Exercise aim: A line counts if it contains the word "Serialize" at least once. State how many such lines the records contain, giving the number alone.

The data:

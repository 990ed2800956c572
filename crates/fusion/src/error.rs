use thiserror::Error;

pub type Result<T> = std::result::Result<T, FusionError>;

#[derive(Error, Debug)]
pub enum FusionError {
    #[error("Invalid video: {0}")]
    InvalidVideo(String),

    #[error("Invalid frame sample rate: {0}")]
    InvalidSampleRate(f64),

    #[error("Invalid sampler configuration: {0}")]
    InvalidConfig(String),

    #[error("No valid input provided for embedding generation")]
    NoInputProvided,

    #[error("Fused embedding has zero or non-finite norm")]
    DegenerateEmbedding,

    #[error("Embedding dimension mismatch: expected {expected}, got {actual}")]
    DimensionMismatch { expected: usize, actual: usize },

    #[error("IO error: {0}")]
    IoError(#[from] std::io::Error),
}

---

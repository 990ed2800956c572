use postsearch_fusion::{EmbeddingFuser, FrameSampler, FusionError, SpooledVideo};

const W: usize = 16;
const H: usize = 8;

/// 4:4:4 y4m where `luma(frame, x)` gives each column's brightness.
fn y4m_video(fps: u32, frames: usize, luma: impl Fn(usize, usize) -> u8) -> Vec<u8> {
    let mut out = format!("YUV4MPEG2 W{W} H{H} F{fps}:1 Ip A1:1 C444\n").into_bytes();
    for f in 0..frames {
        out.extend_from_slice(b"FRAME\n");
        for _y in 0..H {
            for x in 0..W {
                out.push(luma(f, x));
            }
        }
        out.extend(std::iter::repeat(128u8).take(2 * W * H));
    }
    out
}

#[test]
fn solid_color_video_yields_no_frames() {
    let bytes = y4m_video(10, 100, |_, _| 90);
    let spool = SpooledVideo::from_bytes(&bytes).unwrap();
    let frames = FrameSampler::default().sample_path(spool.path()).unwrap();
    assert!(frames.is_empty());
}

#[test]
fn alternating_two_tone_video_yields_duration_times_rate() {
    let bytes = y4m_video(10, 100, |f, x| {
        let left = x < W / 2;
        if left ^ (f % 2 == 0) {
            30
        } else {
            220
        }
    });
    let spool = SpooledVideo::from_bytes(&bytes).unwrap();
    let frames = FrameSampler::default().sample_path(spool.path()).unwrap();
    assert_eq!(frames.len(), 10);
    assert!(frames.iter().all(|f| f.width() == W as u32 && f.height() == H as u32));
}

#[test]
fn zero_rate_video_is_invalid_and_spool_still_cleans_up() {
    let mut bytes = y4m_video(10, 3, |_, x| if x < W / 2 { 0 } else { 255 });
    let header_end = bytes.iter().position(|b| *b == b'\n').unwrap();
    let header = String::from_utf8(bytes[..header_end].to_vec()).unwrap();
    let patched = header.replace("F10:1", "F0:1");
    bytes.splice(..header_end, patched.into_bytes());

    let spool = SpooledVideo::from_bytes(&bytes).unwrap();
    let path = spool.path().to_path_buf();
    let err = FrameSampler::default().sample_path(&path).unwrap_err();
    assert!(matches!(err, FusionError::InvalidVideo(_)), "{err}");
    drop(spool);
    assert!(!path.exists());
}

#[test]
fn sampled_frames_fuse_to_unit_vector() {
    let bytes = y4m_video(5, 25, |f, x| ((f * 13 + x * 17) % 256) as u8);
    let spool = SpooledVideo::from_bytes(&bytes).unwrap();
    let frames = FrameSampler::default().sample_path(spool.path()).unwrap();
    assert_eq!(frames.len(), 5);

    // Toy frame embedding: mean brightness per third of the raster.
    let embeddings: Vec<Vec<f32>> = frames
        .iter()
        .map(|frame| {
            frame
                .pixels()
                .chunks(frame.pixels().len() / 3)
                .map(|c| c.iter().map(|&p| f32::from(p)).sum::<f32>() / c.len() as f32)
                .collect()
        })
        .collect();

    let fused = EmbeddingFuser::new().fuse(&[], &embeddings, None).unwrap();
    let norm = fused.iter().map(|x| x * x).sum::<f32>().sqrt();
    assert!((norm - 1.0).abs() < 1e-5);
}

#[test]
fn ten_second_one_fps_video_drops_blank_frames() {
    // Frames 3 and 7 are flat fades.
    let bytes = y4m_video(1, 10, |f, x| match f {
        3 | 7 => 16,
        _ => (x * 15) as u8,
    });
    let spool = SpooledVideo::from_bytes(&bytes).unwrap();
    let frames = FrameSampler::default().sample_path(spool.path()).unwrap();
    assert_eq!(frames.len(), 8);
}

* * *

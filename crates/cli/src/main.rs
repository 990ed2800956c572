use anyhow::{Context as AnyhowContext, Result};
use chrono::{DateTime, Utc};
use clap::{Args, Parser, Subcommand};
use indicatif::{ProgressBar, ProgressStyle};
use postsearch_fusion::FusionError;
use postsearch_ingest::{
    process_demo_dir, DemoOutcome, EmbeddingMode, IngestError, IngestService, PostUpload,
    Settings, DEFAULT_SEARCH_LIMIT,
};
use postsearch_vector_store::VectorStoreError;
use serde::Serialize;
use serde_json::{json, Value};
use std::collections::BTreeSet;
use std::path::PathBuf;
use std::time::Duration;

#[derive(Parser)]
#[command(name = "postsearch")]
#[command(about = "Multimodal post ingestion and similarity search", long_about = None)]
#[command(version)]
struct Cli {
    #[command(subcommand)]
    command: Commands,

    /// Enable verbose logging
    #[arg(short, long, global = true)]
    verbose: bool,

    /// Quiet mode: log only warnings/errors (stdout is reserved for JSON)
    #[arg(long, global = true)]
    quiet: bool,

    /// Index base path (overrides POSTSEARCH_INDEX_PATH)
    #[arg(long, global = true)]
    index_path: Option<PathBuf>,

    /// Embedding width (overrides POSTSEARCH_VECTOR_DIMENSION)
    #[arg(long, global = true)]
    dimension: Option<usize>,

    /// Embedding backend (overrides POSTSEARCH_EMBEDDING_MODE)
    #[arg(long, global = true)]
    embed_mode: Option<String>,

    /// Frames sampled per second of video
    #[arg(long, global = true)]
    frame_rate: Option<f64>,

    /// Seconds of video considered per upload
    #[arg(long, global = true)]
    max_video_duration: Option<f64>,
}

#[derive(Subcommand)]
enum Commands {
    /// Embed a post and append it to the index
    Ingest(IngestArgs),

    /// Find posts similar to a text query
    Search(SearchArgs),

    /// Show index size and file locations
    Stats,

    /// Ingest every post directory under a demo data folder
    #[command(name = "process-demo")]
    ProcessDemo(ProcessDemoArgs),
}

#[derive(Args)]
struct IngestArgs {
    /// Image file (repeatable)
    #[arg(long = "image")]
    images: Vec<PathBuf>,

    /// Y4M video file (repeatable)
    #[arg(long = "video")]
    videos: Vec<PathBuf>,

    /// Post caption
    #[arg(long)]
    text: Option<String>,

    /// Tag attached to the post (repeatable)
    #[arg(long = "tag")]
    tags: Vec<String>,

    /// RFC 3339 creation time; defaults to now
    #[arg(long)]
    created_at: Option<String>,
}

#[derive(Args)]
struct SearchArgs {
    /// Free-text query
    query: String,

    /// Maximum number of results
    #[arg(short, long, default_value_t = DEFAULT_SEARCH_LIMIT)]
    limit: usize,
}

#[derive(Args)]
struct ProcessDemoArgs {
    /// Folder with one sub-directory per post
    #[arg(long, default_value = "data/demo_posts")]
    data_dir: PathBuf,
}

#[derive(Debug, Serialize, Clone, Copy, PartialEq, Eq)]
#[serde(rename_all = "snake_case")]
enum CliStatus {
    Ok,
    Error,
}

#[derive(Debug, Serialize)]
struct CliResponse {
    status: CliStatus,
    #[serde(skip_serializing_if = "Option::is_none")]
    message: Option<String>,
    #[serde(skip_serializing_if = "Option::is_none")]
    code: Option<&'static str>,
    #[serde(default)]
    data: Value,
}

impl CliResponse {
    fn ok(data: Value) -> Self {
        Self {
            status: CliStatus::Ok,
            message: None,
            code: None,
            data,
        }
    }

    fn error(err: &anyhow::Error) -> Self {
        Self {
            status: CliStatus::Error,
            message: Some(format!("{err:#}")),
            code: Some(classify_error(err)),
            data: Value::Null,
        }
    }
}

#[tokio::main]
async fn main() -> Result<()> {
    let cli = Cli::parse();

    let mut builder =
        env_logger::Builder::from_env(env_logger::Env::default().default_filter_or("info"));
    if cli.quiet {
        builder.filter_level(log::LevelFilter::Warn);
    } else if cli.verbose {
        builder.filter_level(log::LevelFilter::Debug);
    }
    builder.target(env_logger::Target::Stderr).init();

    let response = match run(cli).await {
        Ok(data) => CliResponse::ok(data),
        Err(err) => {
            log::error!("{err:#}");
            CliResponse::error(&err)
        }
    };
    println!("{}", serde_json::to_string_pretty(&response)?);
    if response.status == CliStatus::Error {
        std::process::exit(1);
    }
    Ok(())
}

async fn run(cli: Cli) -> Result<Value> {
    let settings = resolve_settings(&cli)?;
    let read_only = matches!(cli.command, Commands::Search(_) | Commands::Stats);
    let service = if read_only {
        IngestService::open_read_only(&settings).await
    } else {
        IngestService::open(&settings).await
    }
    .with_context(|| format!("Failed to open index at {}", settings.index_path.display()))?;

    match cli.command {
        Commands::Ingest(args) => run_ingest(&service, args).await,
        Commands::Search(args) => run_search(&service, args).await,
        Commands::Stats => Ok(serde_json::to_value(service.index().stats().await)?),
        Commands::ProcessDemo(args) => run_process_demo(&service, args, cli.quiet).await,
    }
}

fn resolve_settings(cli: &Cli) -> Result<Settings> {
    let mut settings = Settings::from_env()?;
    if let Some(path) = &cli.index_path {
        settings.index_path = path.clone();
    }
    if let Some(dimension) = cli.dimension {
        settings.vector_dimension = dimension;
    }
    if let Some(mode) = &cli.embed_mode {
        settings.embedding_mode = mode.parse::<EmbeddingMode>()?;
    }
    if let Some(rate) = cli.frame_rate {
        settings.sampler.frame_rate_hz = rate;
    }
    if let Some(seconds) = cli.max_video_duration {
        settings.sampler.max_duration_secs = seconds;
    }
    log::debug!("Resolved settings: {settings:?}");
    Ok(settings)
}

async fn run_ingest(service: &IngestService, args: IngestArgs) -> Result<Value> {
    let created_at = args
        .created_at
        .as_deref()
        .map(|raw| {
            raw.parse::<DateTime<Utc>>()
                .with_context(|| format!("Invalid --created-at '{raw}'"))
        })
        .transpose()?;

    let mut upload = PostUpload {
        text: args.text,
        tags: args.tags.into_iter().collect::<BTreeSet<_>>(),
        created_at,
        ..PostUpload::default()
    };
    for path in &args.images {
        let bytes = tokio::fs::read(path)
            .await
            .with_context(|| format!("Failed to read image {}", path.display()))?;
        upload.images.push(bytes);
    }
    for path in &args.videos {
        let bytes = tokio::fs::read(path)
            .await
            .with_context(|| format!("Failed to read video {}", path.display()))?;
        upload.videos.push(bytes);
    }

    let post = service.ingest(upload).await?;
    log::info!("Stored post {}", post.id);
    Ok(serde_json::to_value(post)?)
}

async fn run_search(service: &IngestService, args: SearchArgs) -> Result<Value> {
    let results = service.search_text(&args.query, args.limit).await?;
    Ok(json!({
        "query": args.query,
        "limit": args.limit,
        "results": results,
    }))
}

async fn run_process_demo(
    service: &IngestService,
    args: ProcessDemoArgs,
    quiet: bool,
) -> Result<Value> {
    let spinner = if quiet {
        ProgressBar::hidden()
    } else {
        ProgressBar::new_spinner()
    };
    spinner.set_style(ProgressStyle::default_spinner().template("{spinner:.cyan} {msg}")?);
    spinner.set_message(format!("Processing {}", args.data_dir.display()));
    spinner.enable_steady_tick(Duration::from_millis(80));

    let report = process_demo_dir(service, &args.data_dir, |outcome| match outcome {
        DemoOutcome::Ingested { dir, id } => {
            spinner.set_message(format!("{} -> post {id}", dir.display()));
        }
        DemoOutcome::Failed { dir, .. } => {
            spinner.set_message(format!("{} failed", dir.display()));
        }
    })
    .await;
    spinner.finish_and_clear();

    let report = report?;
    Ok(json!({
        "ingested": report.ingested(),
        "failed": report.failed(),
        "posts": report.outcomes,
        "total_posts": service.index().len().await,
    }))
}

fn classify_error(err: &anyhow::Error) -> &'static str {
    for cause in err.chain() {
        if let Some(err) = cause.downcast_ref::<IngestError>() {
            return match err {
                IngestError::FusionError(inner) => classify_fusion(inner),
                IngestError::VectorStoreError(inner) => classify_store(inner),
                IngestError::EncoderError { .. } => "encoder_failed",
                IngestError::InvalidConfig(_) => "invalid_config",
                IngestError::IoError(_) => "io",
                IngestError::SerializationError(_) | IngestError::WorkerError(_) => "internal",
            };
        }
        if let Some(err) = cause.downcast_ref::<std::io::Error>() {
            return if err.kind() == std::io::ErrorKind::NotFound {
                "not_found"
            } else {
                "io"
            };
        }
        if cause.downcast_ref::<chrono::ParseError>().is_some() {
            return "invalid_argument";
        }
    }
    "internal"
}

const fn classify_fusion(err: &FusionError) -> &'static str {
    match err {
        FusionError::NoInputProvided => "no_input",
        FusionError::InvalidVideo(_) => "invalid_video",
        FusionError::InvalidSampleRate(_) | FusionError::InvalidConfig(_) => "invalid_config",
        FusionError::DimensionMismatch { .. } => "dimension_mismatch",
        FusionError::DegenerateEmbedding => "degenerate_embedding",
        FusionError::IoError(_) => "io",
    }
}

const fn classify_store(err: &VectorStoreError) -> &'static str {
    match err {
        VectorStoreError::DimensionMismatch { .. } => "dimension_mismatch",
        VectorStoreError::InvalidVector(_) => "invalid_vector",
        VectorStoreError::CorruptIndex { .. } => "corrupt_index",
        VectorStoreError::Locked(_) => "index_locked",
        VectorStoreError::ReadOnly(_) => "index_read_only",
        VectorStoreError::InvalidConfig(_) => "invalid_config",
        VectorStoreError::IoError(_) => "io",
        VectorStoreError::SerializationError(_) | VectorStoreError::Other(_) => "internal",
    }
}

Your response: 3